Collected data entries
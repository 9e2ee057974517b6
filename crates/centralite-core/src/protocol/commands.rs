//! Protocol commands
//!
//! Defines the commands understood by the panel. Every command is a
//! caret, a letter, and fixed-width decimal arguments, terminated by CR.

use serde::{Deserialize, Serialize};

use super::ProtocolError;

/// Highest id that fits the three digit wire field
pub const MAX_DEVICE_ID: u16 = 999;

/// Commands sent to the panel
#[derive(Debug, Clone, Copy, PartialEq, Eq, Serialize, Deserialize)]
pub enum Command {
    /// Turn a load fully on (`^A`)
    ActivateLoad(u16),

    /// Turn a load off (`^B`)
    DeactivateLoad(u16),

    /// Fire a scene in the "on" direction (`^C`)
    SceneOn(u16),

    /// Fire a scene in the "off" direction (`^D`)
    SceneOff(u16),

    /// Ramp a load to a level 0-99 at a rate 0-99 (`^E`)
    SetLoadLevel {
        /// Load number
        id: u16,
        /// Target level, clamped to 99
        level: u8,
        /// Ramp rate, clamped to 99
        rate: u8,
    },

    /// Ask for the current level of a load (`^F`)
    QueryLoadLevel(u16),

    /// Ask for the on/off bitmap of every load (`^G`)
    QueryAllLoads,

    /// Ask for the on/off bitmap of every switch (`^H`)
    QueryAllSwitches,

    /// Begin a simulated switch press (`^I`)
    PressSwitch(u16),

    /// End a simulated switch press (`^J`)
    ReleaseSwitch(u16),
}

impl Command {
    /// Command letter following the caret
    pub fn letter(&self) -> char {
        match self {
            Command::ActivateLoad(_) => 'A',
            Command::DeactivateLoad(_) => 'B',
            Command::SceneOn(_) => 'C',
            Command::SceneOff(_) => 'D',
            Command::SetLoadLevel { .. } => 'E',
            Command::QueryLoadLevel(_) => 'F',
            Command::QueryAllLoads => 'G',
            Command::QueryAllSwitches => 'H',
            Command::PressSwitch(_) => 'I',
            Command::ReleaseSwitch(_) => 'J',
        }
    }

    /// Device or scene number the command addresses, if any
    pub fn id(&self) -> Option<u16> {
        match *self {
            Command::ActivateLoad(id)
            | Command::DeactivateLoad(id)
            | Command::SceneOn(id)
            | Command::SceneOff(id)
            | Command::SetLoadLevel { id, .. }
            | Command::QueryLoadLevel(id)
            | Command::PressSwitch(id)
            | Command::ReleaseSwitch(id) => Some(id),
            Command::QueryAllLoads | Command::QueryAllSwitches => None,
        }
    }

    /// Reject ids that would widen the fixed width id field
    pub fn validate(&self) -> Result<(), ProtocolError> {
        match self.id() {
            Some(id) if id > MAX_DEVICE_ID => Err(ProtocolError::InvalidId(id)),
            _ => Ok(()),
        }
    }

    /// Wire text without the CR terminator
    ///
    /// Only parses back for commands that pass [`Command::validate`].
    pub fn to_wire(&self) -> String {
        let letter = self.letter();
        match *self {
            Command::ActivateLoad(id)
            | Command::DeactivateLoad(id)
            | Command::SceneOn(id)
            | Command::SceneOff(id)
            | Command::QueryLoadLevel(id)
            | Command::PressSwitch(id)
            | Command::ReleaseSwitch(id) => format!("^{}{:03}", letter, id),
            Command::SetLoadLevel { id, level, rate } => {
                format!("^{}{:03}{:02}{:02}", letter, id, level.min(99), rate.min(99))
            }
            Command::QueryAllLoads | Command::QueryAllSwitches => format!("^{}", letter),
        }
    }

    /// Bytes to write, CR terminated
    pub fn to_bytes(&self) -> Vec<u8> {
        let mut bytes = self.to_wire().into_bytes();
        bytes.push(b'\r');
        bytes
    }

    /// Check if the panel answers this command with a reply line
    pub fn expects_reply(&self) -> bool {
        matches!(
            self,
            Command::QueryLoadLevel(_) | Command::QueryAllLoads | Command::QueryAllSwitches
        )
    }

    /// Parse wire text (with or without CR) back into a command
    pub fn parse(text: &str) -> Option<Self> {
        let text = text.trim_end_matches('\r');
        let rest = text.strip_prefix('^')?;
        let mut chars = rest.chars();
        let letter = chars.next()?;
        let args = chars.as_str();

        let id = |digits: &str| -> Option<u16> {
            if digits.len() == 3 && digits.bytes().all(|b| b.is_ascii_digit()) {
                digits.parse().ok()
            } else {
                None
            }
        };

        match letter {
            'A' => id(args).map(Command::ActivateLoad),
            'B' => id(args).map(Command::DeactivateLoad),
            'C' => id(args).map(Command::SceneOn),
            'D' => id(args).map(Command::SceneOff),
            'E' if args.len() == 7 && args.bytes().all(|b| b.is_ascii_digit()) => {
                Some(Command::SetLoadLevel {
                    id: args[0..3].parse().ok()?,
                    level: args[3..5].parse().ok()?,
                    rate: args[5..7].parse().ok()?,
                })
            }
            'F' => id(args).map(Command::QueryLoadLevel),
            'G' if args.is_empty() => Some(Command::QueryAllLoads),
            'H' if args.is_empty() => Some(Command::QueryAllSwitches),
            'I' => id(args).map(Command::PressSwitch),
            'J' => id(args).map(Command::ReleaseSwitch),
            _ => None,
        }
    }
}

/// Direction to fire a scene in
///
/// The panel has no native scene-off; "off" is a second command.
#[derive(Debug, Clone, Copy, PartialEq, Eq, Serialize, Deserialize)]
pub enum SceneDirection {
    /// Fire with `^C`
    On,
    /// Fire with `^D`
    Off,
}

impl SceneDirection {
    /// Pick the direction from an entity name ending in `-ON` or `-OFF`
    pub fn from_scene_name(name: &str) -> Option<Self> {
        let upper = name.to_uppercase();
        if upper.ends_with("-OFF") {
            Some(SceneDirection::Off)
        } else if upper.ends_with("-ON") {
            Some(SceneDirection::On)
        } else {
            None
        }
    }

    /// Command firing scene `id` in this direction
    pub fn command(self, id: u16) -> Command {
        match self {
            SceneDirection::On => Command::SceneOn(id),
            SceneDirection::Off => Command::SceneOff(id),
        }
    }
}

■ What you are asked to do: Start at the first line and transcribe the data exactly through the last.

■ Solution below:
repository 9e2ee057974517b6
filename crates/centralite-core/src/protocol/commands.rs
//! Protocol commands
//!
//! Defines the commands understood by the panel. Every command is a
//! caret, a letter, and fixed-width decimal arguments, terminated by CR.

use serde::{Deserialize, Serialize};

use super::ProtocolError;

/// Highest id that fits the three digit wire field
pub const MAX_DEVICE_ID: u16 = 999;

/// Commands sent to the panel
#[derive(Debug, Clone, Copy, PartialEq, Eq, Serialize, Deserialize)]
pub enum Command {
    /// Turn a load fully on (`^A`)
    ActivateLoad(u16),

    /// Turn a load off (`^B`)
    DeactivateLoad(u16),

    /// Fire a scene in the "on" direction (`^C`)
    SceneOn(u16),

    /// Fire a scene in the "off" direction (`^D`)
    SceneOff(u16),

    /// Ramp a load to a level 0-99 at a rate 0-99 (`^E`)
    SetLoadLevel {
        /// Load number
        id: u16,
        /// Target level, clamped to 99
        level: u8,
        /// Ramp rate, clamped to 99
        rate: u8,
    },

    /// Ask for the current level of a load (`^F`)
    QueryLoadLevel(u16),

    /// Ask for the on/off bitmap of every load (`^G`)
    QueryAllLoads,

    /// Ask for the on/off bitmap of every switch (`^H`)
    QueryAllSwitches,

    /// Begin a simulated switch press (`^I`)
    PressSwitch(u16),

    /// End a simulated switch press (`^J`)
    ReleaseSwitch(u16),
}

impl Command {
    /// Command letter following the caret
    pub fn letter(&self) -> char {
        match self {
            Command::ActivateLoad(_) => 'A',
            Command::DeactivateLoad(_) => 'B',
            Command::SceneOn(_) => 'C',
            Command::SceneOff(_) => 'D',
            Command::SetLoadLevel { .. } => 'E',
            Command::QueryLoadLevel(_) => 'F',
            Command::QueryAllLoads => 'G',
            Command::QueryAllSwitches => 'H',
            Command::PressSwitch(_) => 'I',
            Command::ReleaseSwitch(_) => 'J',
        }
    }

    /// Device or scene number the command addresses, if any
    pub fn id(&self) -> Option<u16> {
        match *self {
            Command::ActivateLoad(id)
            | Command::DeactivateLoad(id)
            | Command::SceneOn(id)
            | Command::SceneOff(id)
            | Command::SetLoadLevel { id, .. }
            | Command::QueryLoadLevel(id)
            | Command::PressSwitch(id)
            | Command::ReleaseSwitch(id) => Some(id),
            Command::QueryAllLoads | Command::QueryAllSwitches => None,
        }
    }

    /// Reject ids that would widen the fixed width id field
    pub fn validate(&self) -> Result<(), ProtocolError> {
        match self.id() {
            Some(id) if id > MAX_DEVICE_ID => Err(ProtocolError::InvalidId(id)),
            _ => Ok(()),
        }
    }

    /// Wire text without the CR terminator
    ///
    /// Only parses back for commands that pass [`Command::validate`].
    pub fn to_wire(&self) -> String {
        let letter = self.letter();
        match *self {
            Command::ActivateLoad(id)
            | Command::DeactivateLoad(id)
            | Command::SceneOn(id)
            | Command::SceneOff(id)
            | Command::QueryLoadLevel(id)
            | Command::PressSwitch(id)
            | Command::ReleaseSwitch(id) => format!("^{}{:03}", letter, id),
            Command::SetLoadLevel { id, level, rate } => {
                format!("^{}{:03}{:02}{:02}", letter, id, level.min(99), rate.min(99))
            }
            Command::QueryAllLoads | Command::QueryAllSwitches => format!("^{}", letter),
        }
    }

    /// Bytes to write, CR terminated
    pub fn to_bytes(&self) -> Vec<u8> {
        let mut bytes = self.to_wire().into_bytes();
        bytes.push(b'\r');
        bytes
    }

    /// Check if the panel answers this command with a reply line
    pub fn expects_reply(&self) -> bool {
        matches!(
            self,
            Command::QueryLoadLevel(_) | Command::QueryAllLoads | Command::QueryAllSwitches
        )
    }

    /// Parse wire text (with or without CR) back into a command
    pub fn parse(text: &str) -> Option<Self> {
        let text = text.trim_end_matches('\r');
        let rest = text.strip_prefix('^')?;
        let mut chars = rest.chars();
        let letter = chars.next()?;
        let args = chars.as_str();

        let id = |digits: &str| -> Option<u16> {
            if digits.len() == 3 && digits.bytes().all(|b| b.is_ascii_digit()) {
                digits.parse().ok()
            } else {
                None
            }
        };

        match letter {
            'A' => id(args).map(Command::ActivateLoad),
            'B' => id(args).map(Command::DeactivateLoad),
            'C' => id(args).map(Command::SceneOn),
            'D' => id(args).map(Command::SceneOff),
            'E' if args.len() == 7 && args.bytes().all(|b| b.is_ascii_digit()) => {
                Some(Command::SetLoadLevel {
                    id: args[0..3].parse().ok()?,
                    level: args[3..5].parse().ok()?,
                    rate: args[5..7].parse().ok()?,
                })
            }
            'F' => id(args).map(Command::QueryLoadLevel),
            'G' if args.is_empty() => Some(Command::QueryAllLoads),
            'H' if args.is_empty() => Some(Command::QueryAllSwitches),
            'I' => id(args).map(Command::PressSwitch),
            'J' => id(args).map(Command::ReleaseSwitch),
            _ => None,
        }
    }
}

/// Direction to fire a scene in
///
/// The panel has no native scene-off; "off" is a second command.
#[derive(Debug, Clone, Copy, PartialEq, Eq, Serialize, Deserialize)]
pub enum SceneDirection {
    /// Fire with `^C`
    On,
    /// Fire with `^D`
    Off,
}

impl SceneDirection {
    /// Pick the direction from an entity name ending in `-ON` or `-OFF`
    pub fn from_scene_name(name: &str) -> Option<Self> {
        let upper = name.to_uppercase();
        if upper.ends_with("-OFF") {
            Some(SceneDirection::Off)
        } else if upper.ends_with("-ON") {
            Some(SceneDirection::On)
        } else {
            None
        }
    }

    /// Command firing scene `id` in this direction
    pub fn command(self, id: u16) -> Command {
        match self {
            SceneDirection::On => Command::SceneOn(id),
            SceneDirection::Off => Command::SceneOff(id),
        }
    }
}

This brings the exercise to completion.